• _Instructions for the task_
Among the entries below, find every line that contains the string "sine", then copy it.

[Opening Source records section]

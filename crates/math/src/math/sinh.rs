//! Double-precision hyperbolic sine
//!
//! With `t = expm1(|x|)`,
//! `sinh(x) = sign(x) * (t + t/(t + 1)) / 2`, which keeps full accuracy for
//! small `|x|` where `e^x - e^-x` would cancel.
//!
//! Maximum observed error is 2.57 ULP.

use super::bits;
use super::expm1::expm1_core;
use crate::config::{DefaultMode, FpMode};
use crate::fallback::special_case;
use crate::traits::{SimdBits, SimdMask, SimdVector};

/// asuint64(0x1p9); above this expm1 is too close to overflow
const BIG_BOUND: u64 = 0x4080_0000_0000_0000;

/// asuint64(0x1p-26)
const TINY_BOUND: u64 = 0x3e50_0000_0000_0000;

const ABS_MASK: u64 = 0x7fff_ffff_ffff_ffff;
const HALF: u64 = 0x3fe0_0000_0000_0000;

/// Vectorized hyperbolic sine in the default [`FpMode`]
#[inline]
pub fn sinh<V: SimdVector<Scalar = f64>>(x: V) -> V {
    sinh_with::<DefaultMode, V>(x)
}

/// Vectorized hyperbolic sine
///
/// Lanes with `|x| >= 512`, Inf or NaN are recomputed with `libm::sinh`.
/// In `RespectExceptions` mode `|x| < 2^-26` is flagged too.
///
/// # Example
///
/// ```rust
/// use vela_math::{F64x2, SimdVector};
/// use vela_math::math::sinh;
///
/// assert_eq!(sinh(F64x2::splat(-1000.0)).extract(0), f64::NEG_INFINITY);
/// ```
#[inline]
pub fn sinh_with<M: FpMode, V: SimdVector<Scalar = f64>>(x: V) -> V {
    let ix = x.to_bits();
    let iax = ix.and(bits::<V>(ABS_MASK));
    let halfsign = V::from_bits(ix.xor(iax).or(bits::<V>(HALF)));

    let (special, ax) = if M::RESPECT_EXCEPTIONS {
        let special = iax
            .sub(bits::<V>(TINY_BOUND))
            .ge(bits::<V>(BIG_BOUND - TINY_BOUND));
        (special, V::select(special, V::splat(0.0), x.abs()))
    } else {
        (iax.ge(bits::<V>(BIG_BOUND)), x.abs())
    };

    let t = expm1_core(ax);
    let y = t.add(t.div(t.add(V::splat(1.0)))).mul(halfsign);

    if special.any() {
        return special_case(x, y, special, libm::sinh);
    }
    y
}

[Closing Source records section]

• _Exercise solution_
//! Double-precision hyperbolic sine
/// Vectorized hyperbolic sine in the default [`FpMode`]
/// Vectorized hyperbolic sine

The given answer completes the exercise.